Il verbo splagchnizomai (σπλαγχνίζομαι) contiene un riferimento alle viscere (splagchnon, σπλάγχνον), che nella Bibbia sono la sede dei sentimenti di pietà, compassione e misericordia. Nel greco classico, invece, le viscere sono sede di altre forti passioni, come l’ira, il furore, il trasporto amoroso. In Matteo questo verbo ha sempre come soggetto Gesù verso le folle, tranne in questo caso in cui è il re del racconto – facilmente identificabile con Dio – a provare compassione per il servo.

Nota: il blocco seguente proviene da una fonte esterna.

impl MockElement {
    /// Visible, enabled element with the given tag
    #[must_use]
    pub fn new(tag: impl Into<String>) -> Self {
        Self {
            tag: tag.into(),
            text: String::new(),
            value: String::new(),
            attributes: BTreeMap::new(),
            visible: true,
            enabled: true,
            checked: false,
            options: Vec::new(),
            matches: 1,
            screenshot: Vec::new(),
            hidden_lookups: 0,
        }
    }

    /// `<input type="checkbox">`
    #[must_use]
    pub fn checkbox() -> Self {
        Self::new("input").with_attribute("type", "checkbox")
    }

    /// Set text content
    #[must_use]
    pub fn with_text(mut self, text: impl Into<String>) -> Self {
        self.text = text.into();
        self
    }

    /// Set input value
    #[must_use]
    pub fn with_value(mut self, value: impl Into<String>) -> Self {
        self.value = value.into();
        self
    }

    /// Set an attribute
    #[must_use]
    pub fn with_attribute(mut self, name: impl Into<String>, value: impl Into<String>) -> Self {
        let _ = self.attributes.insert(name.into(), value.into());
        self
    }

    /// Set visibility
    #[must_use]
    pub const fn visible(mut self, visible: bool) -> Self {
        self.visible = visible;
        self
    }

    /// Set enabled state
    #[must_use]
    pub const fn enabled(mut self, enabled: bool) -> Self {
        self.enabled = enabled;
        self
    }

    /// Set checked state
    #[must_use]
    pub const fn checked(mut self, checked: bool) -> Self {
        self.checked = checked;
        self
    }

    /// Set `<select>` options
    #[must_use]
    pub fn with_options<I, S>(mut self, options: I) -> Self
    where
        I: IntoIterator<Item = S>,
        S: Into<String>,
    {
        self.options = options.into_iter().map(Into::into).collect();
        self
    }

    /// Set the number of matching nodes
    #[must_use]
    pub const fn with_matches(mut self, matches: usize) -> Self {
        self.matches = matches;
        self
    }

    /// Set element screenshot bytes
    #[must_use]
    pub fn with_screenshot(mut self, bytes: Vec<u8>) -> Self {
        self.screenshot = bytes;
        self
    }

    /// Report the element as absent for the first `lookups` driver calls
    /// that address it
    #[must_use]
    pub const fn appearing_after(mut self, lookups: u32) -> Self {
        self.hidden_lookups = lookups;
        self
    }

    fn is_checkable(&self) -> bool {
        self.tag.eq_ignore_ascii_case("input")
            && self
                .attributes
                .get("type")
                .is_some_and(|t| t == "checkbox" || t == "radio")
    }
}

#[derive(Debug, Default)]
struct MockState {
    url: String,
    title: String,
    page_source: String,
    back: Vec<String>,
    forward: Vec<String>,
    titles: BTreeMap<String, String>,
    elements: BTreeMap<String, MockElement>,
    click_navigations: BTreeMap<String, String>,
    cookies: Vec<Cookie>,
    script_results: VecDeque<serde_json::Value>,
    failures: BTreeMap<String, String>,
    call_history: Vec<String>,
    closed: bool,
}

/// Mock driver for unit testing
///
/// Holds an in-memory DOM keyed by selector, records every call, and can be
/// told to fail specific methods.
#[derive(Debug)]
pub struct MockDriver {
    state: Mutex<MockState>,
}

impl Default for MockDriver {
    fn default() -> Self {
        Self::new()
    }
}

A differenza di Marco che ne parla, Matteo normalmente non esplicita le reazioni umane di Gesù, ad eccezione proprio della compassione. In questa parabola esclusivamente matteana, la compassione diventa perdono e condono dei debiti. E proprio per questo Gesù costituisce i Dodici, che ne dovranno essere il segno concreto.
Commento alla Liturgia
Giovedì della XIX settimana di Tempo Ordinario
Prima lettura
Ez 12,1-12
1Mi fu rivolta questa parola del Signore: 2"Figlio dell'uomo, tu abiti in mezzo a una genìa di ribelli, che hanno occhi per vedere e non vedono, hanno orecchi per udire e non odono, perché sono una genìa di ribelli. 3Tu, figlio dell'uomo, fatti un bagaglio da esule e di giorno, davanti ai loro occhi, prepàrati a emigrare; davanti ai loro occhi emigrerai dal luogo dove stai verso un altro luogo. Forse comprenderanno che sono una genìa di ribelli. 4Davanti ai loro occhi prepara di giorno il tuo bagaglio, come fosse il bagaglio di un esule. Davanti a loro uscirai però al tramonto, come partono gli esiliati. 5Fa' alla loro presenza un'apertura nel muro ed esci di lì. 6Alla loro presenza mettiti il bagaglio sulle spalle ed esci nell'oscurità. Ti coprirai la faccia, in modo da non vedere il paese, perché io ho fatto di te un simbolo per gli Israeliti". 7Io feci come mi era stato comandato: preparai di giorno il mio bagaglio come quello di un esule e, sul tramonto, feci un foro nel muro con le mani. Uscii nell'oscurità e sotto i loro occhi mi misi il bagaglio sulle spalle. 8Al mattino mi fu rivolta questa parola del Signore: 9"Figlio dell'uomo, non ti ha chiesto la casa d'Israele, quella genìa di ribelli, che cosa stai facendo? 10Rispondi loro: Così dice il Signore Dio: Questo messaggio è per il principe di Gerusalemme e per tutta la casa d'Israele che vi abita. 11Tu dirai: Io sono un simbolo per voi. Quello che ho fatto io, sarà fatto a loro; saranno deportati e andranno in schiavitù. 12Il principe che è in mezzo a loro si caricherà il bagaglio sulle spalle, nell'oscurità, e uscirà per la breccia che verrà fatta nel muro per farlo partire; si coprirà il viso, per non vedere con gli occhi il paese.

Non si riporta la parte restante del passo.